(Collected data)
□ □ □ □ □ □ □

use std::fmt;
use std::path::Path;
use std::str::FromStr;

use anyhow::{bail, Context};

use super::csv_table::CsvTable;
use super::DataError;

/// A calendar quarter. Orders chronologically.
#[derive(Debug, Clone, Copy, PartialEq, Eq, PartialOrd, Ord, Hash)]
pub struct Quarter {
    pub year: u16,
    pub quarter: u8,
}

impl Quarter {
    pub fn new(year: u16, quarter: u8) -> Self {
        Self { year, quarter }
    }
}

impl fmt::Display for Quarter {
    fn fmt(&self, f: &mut fmt::Formatter<'_>) -> fmt::Result {
        write!(f, "{} Q{}", self.year, self.quarter)
    }
}

impl FromStr for Quarter {
    type Err = anyhow::Error;

    /// Accepts "2024 2분기", "2024 Q2", "2024-Q2" and "2024년 2분기".
    fn from_str(s: &str) -> Result<Self, Self::Err> {
        let s = s.trim();
        let Some((year_part, quarter_part)) = s.split_once([' ', '-']) else {
            bail!("Invalid quarter '{}': expected '<year> <quarter>'", s);
        };

        let year: u16 = year_part
            .trim()
            .trim_end_matches('년')
            .parse()
            .with_context(|| format!("Invalid year in quarter '{}'", s))?;

        let q = quarter_part.trim();
        let q = q
            .strip_suffix("분기")
            .or_else(|| q.strip_prefix(['Q', 'q']))
            .unwrap_or(q);
        let quarter: u8 = q
            .trim()
            .parse()
            .with_context(|| format!("Invalid quarter number in '{}'", s))?;
        if !(1..=4).contains(&quarter) {
            bail!("Quarter must be 1-4, got {} in '{}'", quarter, s);
        }

        Ok(Quarter { year, quarter })
    }
}

/// Column names the trend loader looks for. The quarter label is always the
/// first column, whatever it is called.
#[derive(Debug, Clone)]
pub struct TrendColumns<'a> {
    pub crime_delta: &'a str,
    pub arrest_rate: &'a str,
}

#[derive(Debug, Clone, PartialEq)]
pub struct TrendPoint {
    /// Label as written in the file.
    pub label: String,
    pub quarter: Quarter,
    /// Change in reported crimes against the same quarter a year earlier.
    pub crime_delta: Option<f64>,
    /// Arrests as a percentage of reported crimes.
    pub arrest_rate: Option<f64>,
}

#[derive(Debug, Clone, Default, PartialEq)]
pub struct TrendTable {
    pub points: Vec<TrendPoint>,
    pub crime_delta_label: String,
    pub arrest_rate_label: String,
}

impl TrendTable {
    /// Points with an arrest rate, from `cutoff` onward.
    pub fn arrest_rate_since(&self, cutoff: Quarter) -> Vec<&TrendPoint> {
        self.points
            .iter()
            .filter(|p| p.quarter >= cutoff && p.arrest_rate.is_some())
            .collect()
    }

    /// Points with a crime delta.
    pub fn crime_deltas(&self) -> Vec<&TrendPoint> {
        self.points.iter().filter(|p| p.crime_delta.is_some()).collect()
    }
}

/// Load the quarterly trend CSV. Rows are sorted by quarter.
pub fn load_trend(path: &Path, columns: &TrendColumns<'_>) -> Result<TrendTable, DataError> {
    let csv = CsvTable::read(path)?;
    if csv.headers().is_empty() {
        return Err(DataError::Shape {
            path: path.to_path_buf(),
            message: "file has no header row".to_string(),
        });
    }
    let delta_col = csv.column(columns.crime_delta)?;
    let rate_col = csv.column(columns.arrest_rate)?;

    let mut points = Vec::with_capacity(csv.rows().len());
    for (i, row) in csv.rows().iter().enumerate() {
        let label = csv.cell(row, 0);
        if label.is_empty() {
            continue;
        }
        let quarter: Quarter = label.parse().map_err(|e: anyhow::Error| DataError::Shape {
            path: path.to_path_buf(),
            message: format!("row {}: {:#}", i + 2, e),
        })?;
        points.push(TrendPoint {
            label: label.to_string(),
            quarter,
            crime_delta: csv.number(i, delta_col)?,
            arrest_rate: csv.number(i, rate_col)?,
        });
    }
    points.sort_by_key(|p| p.quarter);

    Ok(TrendTable {
        points,
        crime_delta_label: columns.crime_delta.to_string(),
        arrest_rate_label: columns.arrest_rate.to_string(),
    })
}

#[cfg(test)]
mod tests {
    use super::*;
    use std::io::Write;

    const COLUMNS: TrendColumns<'static> = TrendColumns {
        crime_delta: "전년동분기 대비 발생건수 증감(건)",
        arrest_rate: "발생건수대비 검거건수(%)",
    };

    fn write(content: &str) -> tempfile::NamedTempFile {
        let mut file = tempfile::NamedTempFile::new().unwrap();
        file.write_all(content.as_bytes()).unwrap();
        file
    }

    #[test]
    fn test_parse_quarter_formats() {
        assert_eq!("2024 2분기".parse::<Quarter>().unwrap(), Quarter::new(2024, 2));
        assert_eq!("2024 Q3".parse::<Quarter>().unwrap(), Quarter::new(2024, 3));
        assert_eq!("2025-q1".parse::<Quarter>().unwrap(), Quarter::new(2025, 1));
        assert_eq!("2023년 4분기".parse::<Quarter>().unwrap(), Quarter::new(2023, 4));
    }

    #[test]
    fn test_parse_quarter_rejects_garbage() {
        assert!("2024".parse::<Quarter>().is_err());
        assert!("2024 5분기".parse::<Quarter>().is_err());
        assert!("abcd Q1".parse::<Quarter>().is_err());
    }

    #[test]
    fn test_quarter_ordering() {
        assert!(Quarter::new(2024, 4) < Quarter::new(2025, 1));
        assert!(Quarter::new(2024, 2) > Quarter::new(2024, 1));
        assert_eq!(Quarter::new(2024, 2).to_string(), "2024 Q2");
    }

    #[test]
    fn test_load_trend_sorts_and_filters() {
        let file = write(
            "분기,전년동분기 대비 발생건수 증감(건),발생건수대비 검거건수(%)\n\
             2025 1분기,410,70.3\n\
             2023 4분기,120,\n\
             2024 2분기,250,78.1\n\
             2024 1분기,-30,80.2\n",
        );
        let table = load_trend(file.path(), &COLUMNS).unwrap();
        let labels: Vec<&str> = table.points.iter().map(|p| p.label.as_str()).collect();
        assert_eq!(labels, vec!["2023 4분기", "2024 1분기", "2024 2분기", "2025 1분기"]);

        let since = table.arrest_rate_since(Quarter::new(2024, 2));
        let rates: Vec<f64> = since.iter().filter_map(|p| p.arrest_rate).collect();
        assert_eq!(rates, vec![78.1, 70.3]);
        assert_eq!(table.crime_deltas().len(), 4);
    }

    #[test]
    fn test_load_trend_missing_column() {
        let file = write("분기,전년동분기 대비 발생건수 증감(건)\n2024 1분기,1\n");
        let err = load_trend(file.path(), &COLUMNS).unwrap_err();
        assert!(matches!(err, DataError::MissingColumn { .. }));
    }

    #[test]
    fn test_load_trend_bad_quarter() {
        let file = write(
            "분기,전년동분기 대비 발생건수 증감(건),발생건수대비 검거건수(%)\nsoon,1,2\n",
        );
        let err = load_trend(file.path(), &COLUMNS).unwrap_err();
        assert!(err.to_string().contains("row 2"));
    }
}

□ □ □ □ □ □ □

§ Directions
Only the count should be given: the number of lines in the entries above containing the word "Shape".

§ Solution for this exercise
2